A total of 480 people with PD (with a mean (SD) age of 60.89 (10.98)) were recruited. The acceptability of KPPS-P was calculated. The structural validity and discriminant validity for different levels of pain was explored via the factor analysis, and Receiver Operating Characteristics (ROC) curves, respectively. Internal consistency, test-retest, and inter-rater reliability were estimated by Cronbach's alpha and Interclass Correlation coefficient (ICC). Convergent validity was established between KPPS-P and other scales including Visual Analog Scale-Pain, Douleur Neuropathic 4, Brief Pain Inventory, Short-form McGill Pain Questionnaire-2, and Parkinson's Disease-8.
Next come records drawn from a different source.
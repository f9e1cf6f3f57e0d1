//! Best-effort check whether another program already owns a chord

use super::chord::Chord;

/// Asks the operating system whether a chord is claimed elsewhere.
///
/// `None` means the platform cannot tell; callers treat that as "no conflict".
pub trait ConflictProbe: Send + Sync {
    fn is_claimed(&self, chord: &Chord) -> Option<bool>;
}

/// Probe for platforms without a system-wide hotkey table
#[derive(Debug, Default)]
pub struct NoProbe;

impl ConflictProbe for NoProbe {
    fn is_claimed(&self, _chord: &Chord) -> Option<bool> {
        None
    }
}

/// The probe for the current platform
pub fn system_probe() -> Box<dyn ConflictProbe> {
    #[cfg(windows)]
    {
        Box::new(windows::RegisterHotKeyProbe)
    }

    #[cfg(not(windows))]
    {
        tracing::debug!("no system hotkey conflict detection on this platform");
        Box::new(NoProbe)
    }
}

#[cfg(windows)]
mod windows {
    use tracing::{debug, warn};
    use windows_sys::Win32::Foundation::{GetLastError, ERROR_HOTKEY_ALREADY_REGISTERED};
    use windows_sys::Win32::UI::Input::KeyboardAndMouse::{RegisterHotKey, UnregisterHotKey};

    use super::{Chord, ConflictProbe};

    const PROBE_HOTKEY_ID: i32 = 9999;

    /// Registers the chord as a temporary thread hotkey and immediately
    /// releases it; `ERROR_HOTKEY_ALREADY_REGISTERED` means someone else has it.
    pub struct RegisterHotKeyProbe;

    impl ConflictProbe for RegisterHotKeyProbe {
        fn is_claimed(&self, chord: &Chord) -> Option<bool> {
            let Some((flags, vk)) = chord.win32_parts() else {
                debug!(%chord, "chord has no virtual-key code, skipping conflict probe");
                return None;
            };

            // SAFETY: a null window handle binds the hotkey to this thread's
            // message queue; it is unregistered before returning.
            unsafe {
                if RegisterHotKey(std::ptr::null_mut(), PROBE_HOTKEY_ID, flags, vk) != 0 {
                    UnregisterHotKey(std::ptr::null_mut(), PROBE_HOTKEY_ID);
                    debug!(%chord, "no system hotkey conflict");
                    return Some(false);
                }

                let code = GetLastError();
                if code == ERROR_HOTKEY_ALREADY_REGISTERED {
                    debug!(%chord, "chord already registered by another program");
                    Some(true)
                } else {
                    warn!(%chord, code, "temporary hotkey registration failed for another reason");
                    None
                }
            }
        }
    }
}

#[cfg(test)]
mod tests {
    use super::*;

    #[test]
    fn test_no_probe_is_inconclusive() {
        let chord = Chord::parse("ctrl+alt+p").unwrap();
        assert_eq!(NoProbe.is_claimed(&chord), None);
    }
}
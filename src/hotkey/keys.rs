//! Modifier key definitions and state tracking
//!
//! Provides the modifier vocabulary shared by the normalizer and the
//! key listener, a struct for tracking which modifiers are held, and
//! the fixed table that maps UI key tokens to listener key names.

use std::fmt;

/// A modifier key, declared in canonical serialization order
#[derive(Debug, Clone, Copy, PartialEq, Eq, PartialOrd, Ord, Hash)]
pub enum Modifier {
    Alt,
    Ctrl,
    Shift,
    Win,
}

impl Modifier {
    /// All modifiers in canonical order (Alt, Ctrl, Shift, Win)
    pub const CANONICAL_ORDER: [Modifier; 4] =
        [Modifier::Alt, Modifier::Ctrl, Modifier::Shift, Modifier::Win];

    /// Order used when showing modifiers in the UI
    pub const DISPLAY_ORDER: [Modifier; 4] =
        [Modifier::Ctrl, Modifier::Alt, Modifier::Shift, Modifier::Win];

    /// Name used in canonical chord strings
    pub fn canonical_name(self) -> &'static str {
        match self {
            Modifier::Alt => "alt",
            Modifier::Ctrl => "ctrl",
            Modifier::Shift => "shift",
            Modifier::Win => "windows",
        }
    }

    /// Name shown by the UI
    pub fn display_name(self) -> &'static str {
        match self {
            Modifier::Alt => "Alt",
            Modifier::Ctrl => "Ctrl",
            Modifier::Shift => "Shift",
            Modifier::Win => "Win",
        }
    }

    /// Parse a modifier from either a UI or a canonical name
    pub fn from_name(name: &str) -> Option<Self> {
        match name.trim().to_ascii_lowercase().as_str() {
            "alt" => Some(Modifier::Alt),
            "ctrl" | "control" => Some(Modifier::Ctrl),
            "shift" => Some(Modifier::Shift),
            "win" | "windows" => Some(Modifier::Win),
            _ => None,
        }
    }
}

impl fmt::Display for Modifier {
    fn fmt(&self, f: &mut fmt::Formatter<'_>) -> fmt::Result {
        f.write_str(self.canonical_name())
    }
}

/// Tracks which modifier keys are currently pressed
#[derive(Debug, Clone, Copy, Default, PartialEq, Eq, Hash)]
pub struct ModifierState {
    /// Alt key is held
    pub alt: bool,
    /// Control key is held
    pub ctrl: bool,
    /// Shift key is held
    pub shift: bool,
    /// Windows key is held
    pub win: bool,
}

impl ModifierState {
    /// Build a state with the given modifiers held
    pub fn from_modifiers<I: IntoIterator<Item = Modifier>>(modifiers: I) -> Self {
        let mut state = Self::default();
        for modifier in modifiers {
            state.set(modifier, true);
        }
        state
    }

    /// Record a modifier going down or up
    pub fn set(&mut self, modifier: Modifier, held: bool) {
        match modifier {
            Modifier::Alt => self.alt = held,
            Modifier::Ctrl => self.ctrl = held,
            Modifier::Shift => self.shift = held,
            Modifier::Win => self.win = held,
        }
    }

    /// Check whether a modifier is held
    pub fn contains(&self, modifier: Modifier) -> bool {
        match modifier {
            Modifier::Alt => self.alt,
            Modifier::Ctrl => self.ctrl,
            Modifier::Shift => self.shift,
            Modifier::Win => self.win,
        }
    }

    /// Check if all modifiers are released
    pub fn is_empty(&self) -> bool {
        !self.alt && !self.ctrl && !self.shift && !self.win
    }

    /// Held modifiers in canonical order
    pub fn canonical(&self) -> impl Iterator<Item = Modifier> + '_ {
        Modifier::CANONICAL_ORDER
            .into_iter()
            .filter(move |m| self.contains(*m))
    }

    /// Held modifiers in UI order
    pub fn display(&self) -> impl Iterator<Item = Modifier> + '_ {
        Modifier::DISPLAY_ORDER
            .into_iter()
            .filter(move |m| self.contains(*m))
    }
}

/// UI key token -> listener key name for every non-alphanumeric key the
/// settings UI offers.
const NAMED_KEYS: &[(&str, &str)] = &[
    ("Space", "space"),
    ("Return", "enter"),
    ("Escape", "esc"),
    ("Tab", "tab"),
    ("Delete", "delete"),
    ("Insert", "insert"),
    ("Home", "home"),
    ("End", "end"),
    ("PageUp", "page up"),
    ("PageDown", "page down"),
    ("Left", "left"),
    ("Right", "right"),
    ("Up", "up"),
    ("Down", "down"),
    ("PrintScreen", "print screen"),
    ("CapsLock", "caps lock"),
    ("NumLock", "num lock"),
    ("ScrollLock", "scroll lock"),
    ("F1", "f1"),
    ("F2", "f2"),
    ("F3", "f3"),
    ("F4", "f4"),
    ("F5", "f5"),
    ("F6", "f6"),
    ("F7", "f7"),
    ("F8", "f8"),
    ("F9", "f9"),
    ("F10", "f10"),
    ("F11", "f11"),
    ("F12", "f12"),
];

/// Every UI token in the named-key table
pub fn named_key_tokens() -> impl Iterator<Item = &'static str> {
    NAMED_KEYS.iter().map(|(ui, _)| *ui)
}

/// Map a UI key token (or an already canonical key name) to its
/// canonical listener name. Returns `None` for unknown tokens.
pub fn canonical_key_name(token: &str) -> Option<String> {
    let token = token.trim();

    if let Some((_, canonical)) = NAMED_KEYS.iter().find(|(ui, _)| *ui == token) {
        return Some((*canonical).to_string());
    }

    let lower = token.to_ascii_lowercase();
    if let Some((_, canonical)) = NAMED_KEYS.iter().find(|(_, c)| *c == lower) {
        return Some((*canonical).to_string());
    }

    let mut chars = token.chars();
    match (chars.next(), chars.next()) {
        (Some(c), None) if c.is_ascii_alphanumeric() => Some(c.to_ascii_lowercase().to_string()),
        _ => None,
    }
}

/// Map a canonical key name back to the token the UI shows
pub fn display_key_name(canonical: &str) -> String {
    NAMED_KEYS
        .iter()
        .find(|(_, c)| *c == canonical)
        .map(|(ui, _)| (*ui).to_string())
        .unwrap_or_else(|| canonical.to_ascii_uppercase())
}

/// Windows virtual-key code for a canonical key name
pub fn virtual_key_code(canonical: &str) -> Option<u32> {
    let code = match canonical {
        "space" => 0x20,
        "enter" => 0x0D,
        "esc" => 0x1B,
        "tab" => 0x09,
        "delete" => 0x2E,
        "insert" => 0x2D,
        "home" => 0x24,
        "end" => 0x23,
        "page up" => 0x21,
        "page down" => 0x22,
        "left" => 0x25,
        "up" => 0x26,
        "right" => 0x27,
        "down" => 0x28,
        "print screen" => 0x2C,
        "caps lock" => 0x14,
        "num lock" => 0x90,
        "scroll lock" => 0x91,
        other => {
            if let Some(n) = other.strip_prefix('f').and_then(|n| n.parse::<u32>().ok()) {
                return (1..=24).contains(&n).then(|| 0x70 + n - 1);
            }
            let mut chars = other.chars();
            return match (chars.next(), chars.next()) {
                (Some(c), None) if c.is_ascii_alphanumeric() => {
                    Some(c.to_ascii_uppercase() as u32)
                }
                _ => None,
            };
        }
    };
    Some(code)
}

/// A raw keyboard event from the hook, reduced to what the dispatcher needs
#[derive(Debug, Clone, PartialEq, Eq)]
pub enum KeyInput {
    /// A modifier key changed state
    Modifier(Modifier),
    /// A non-modifier key, by canonical name
    Key(String),
}

#[cfg(windows)]
pub mod platform {
    //! rdev key -> `KeyInput` mapping for the Windows hook

    use rdev::Key;

    use super::{KeyInput, Modifier};

    pub fn key_input(key: Key) -> Option<KeyInput> {
        let modifier = match key {
            Key::Alt | Key::AltGr => Some(Modifier::Alt),
            Key::ControlLeft | Key::ControlRight => Some(Modifier::Ctrl),
            Key::ShiftLeft | Key::ShiftRight => Some(Modifier::Shift),
            Key::MetaLeft | Key::MetaRight => Some(Modifier::Win),
            _ => None,
        };
        if let Some(modifier) = modifier {
            return Some(KeyInput::Modifier(modifier));
        }

        let name = match key {
            Key::Space => "space",
            Key::Return => "enter",
            Key::Escape => "esc",
            Key::Tab => "tab",
            Key::Delete => "delete",
            Key::Insert => "insert",
            Key::Home => "home",
            Key::End => "end",
            Key::PageUp => "page up",
            Key::PageDown => "page down",
            Key::LeftArrow => "left",
            Key::RightArrow => "right",
            Key::UpArrow => "up",
            Key::DownArrow => "down",
            Key::PrintScreen => "print screen",
            Key::CapsLock => "caps lock",
            Key::NumLock => "num lock",
            Key::ScrollLock => "scroll lock",
            Key::F1 => "f1",
            Key::F2 => "f2",
            Key::F3 => "f3",
            Key::F4 => "f4",
            Key::F5 => "f5",
            Key::F6 => "f6",
            Key::F7 => "f7",
            Key::F8 => "f8",
            Key::F9 => "f9",
            Key::F10 => "f10",
            Key::F11 => "f11",
            Key::F12 => "f12",
            Key::KeyA => "a",
            Key::KeyB => "b",
            Key::KeyC => "c",
            Key::KeyD => "d",
            Key::KeyE => "e",
            Key::KeyF => "f",
            Key::KeyG => "g",
            Key::KeyH => "h",
            Key::KeyI => "i",
            Key::KeyJ => "j",
            Key::KeyK => "k",
            Key::KeyL => "l",
            Key::KeyM => "m",
            Key::KeyN => "n",
            Key::KeyO => "o",
            Key::KeyP => "p",
            Key::KeyQ => "q",
            Key::KeyR => "r",
            Key::KeyS => "s",
            Key::KeyT => "t",
            Key::KeyU => "u",
            Key::KeyV => "v",
            Key::KeyW => "w",
            Key::KeyX => "x",
            Key::KeyY => "y",
            Key::KeyZ => "z",
            Key::Num0 => "0",
            Key::Num1 => "1",
            Key::Num2 => "2",
            Key::Num3 => "3",
            Key::Num4 => "4",
            Key::Num5 => "5",
            Key::Num6 => "6",
            Key::Num7 => "7",
            Key::Num8 => "8",
            Key::Num9 => "9",
            _ => return None,
        };
        Some(KeyInput::Key(name.to_string()))
    }
}

#[cfg(test)]
mod tests {
    use super::*;

    #[test]
    fn test_empty_state() {
        let state = ModifierState::default();
        assert!(state.is_empty());
        assert_eq!(state.canonical().count(), 0);
    }

    #[test]
    fn test_canonical_and_display_order() {
        let state = ModifierState::from_modifiers([Modifier::Win, Modifier::Ctrl, Modifier::Alt]);
        let canonical: Vec<_> = state.canonical().collect();
        assert_eq!(canonical, vec![Modifier::Alt, Modifier::Ctrl, Modifier::Win]);
        let display: Vec<_> = state.display().collect();
        assert_eq!(display, vec![Modifier::Ctrl, Modifier::Alt, Modifier::Win]);
    }

    #[test]
    fn test_set_and_release() {
        let mut state = ModifierState::default();
        state.set(Modifier::Shift, true);
        assert!(state.contains(Modifier::Shift));
        state.set(Modifier::Shift, false);
        assert!(state.is_empty());
    }

    #[test]
    fn test_modifier_names() {
        assert_eq!(Modifier::from_name("Ctrl"), Some(Modifier::Ctrl));
        assert_eq!(Modifier::from_name("control"), Some(Modifier::Ctrl));
        assert_eq!(Modifier::from_name("Win"), Some(Modifier::Win));
        assert_eq!(Modifier::from_name("windows"), Some(Modifier::Win));
        assert_eq!(Modifier::from_name("hyper"), None);
    }

    #[test]
    fn test_key_token_mapping() {
        assert_eq!(canonical_key_name("T").as_deref(), Some("t"));
        assert_eq!(canonical_key_name("7").as_deref(), Some("7"));
        assert_eq!(canonical_key_name("Return").as_deref(), Some("enter"));
        assert_eq!(canonical_key_name("Escape").as_deref(), Some("esc"));
        assert_eq!(canonical_key_name("PageUp").as_deref(), Some("page up"));
        assert_eq!(canonical_key_name("page up").as_deref(), Some("page up"));
        assert_eq!(canonical_key_name("F5").as_deref(), Some("f5"));
        assert_eq!(canonical_key_name("Banana"), None);
        assert_eq!(canonical_key_name("é"), None);
    }

    #[test]
    fn test_display_key_name() {
        assert_eq!(display_key_name("page up"), "PageUp");
        assert_eq!(display_key_name("enter"), "Return");
        assert_eq!(display_key_name("t"), "T");
        assert_eq!(display_key_name("f12"), "F12");
    }

    #[test]
    fn test_virtual_key_codes() {
        assert_eq!(virtual_key_code("t"), Some(0x54));
        assert_eq!(virtual_key_code("0"), Some(0x30));
        assert_eq!(virtual_key_code("f1"), Some(0x70));
        assert_eq!(virtual_key_code("f24"), Some(0x87));
        assert_eq!(virtual_key_code("f25"), None);
        assert_eq!(virtual_key_code("page down"), Some(0x22));
        assert_eq!(virtual_key_code("right"), Some(0x27));
        assert_eq!(virtual_key_code("nope"), None);
    }
}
A significant floor effect was observed. The exploratory factor analysis revealed 4 factors. Cronbach's alpha and ICC values were higher than 0.80. The correlation range between KPPS-P and other scales was 0.35-0.76. Cut-off points of 0, 17, and 68 were obtained to discriminate pain severity levels between no pain, mild, moderate, and severe pain, respectively, with sensitivity and specificity above 0.80.
Our results indicate that the Persian version of KPPS not only has acceptable psychometric properties to assess pain in PD but also has the ability to distinguish between different levels of pain severity.
Our results indicate that the Persian version of KPPS not only has acceptable psychometric properties to assess pain in PD but also has the ability to distinguish between different levels of pain severity.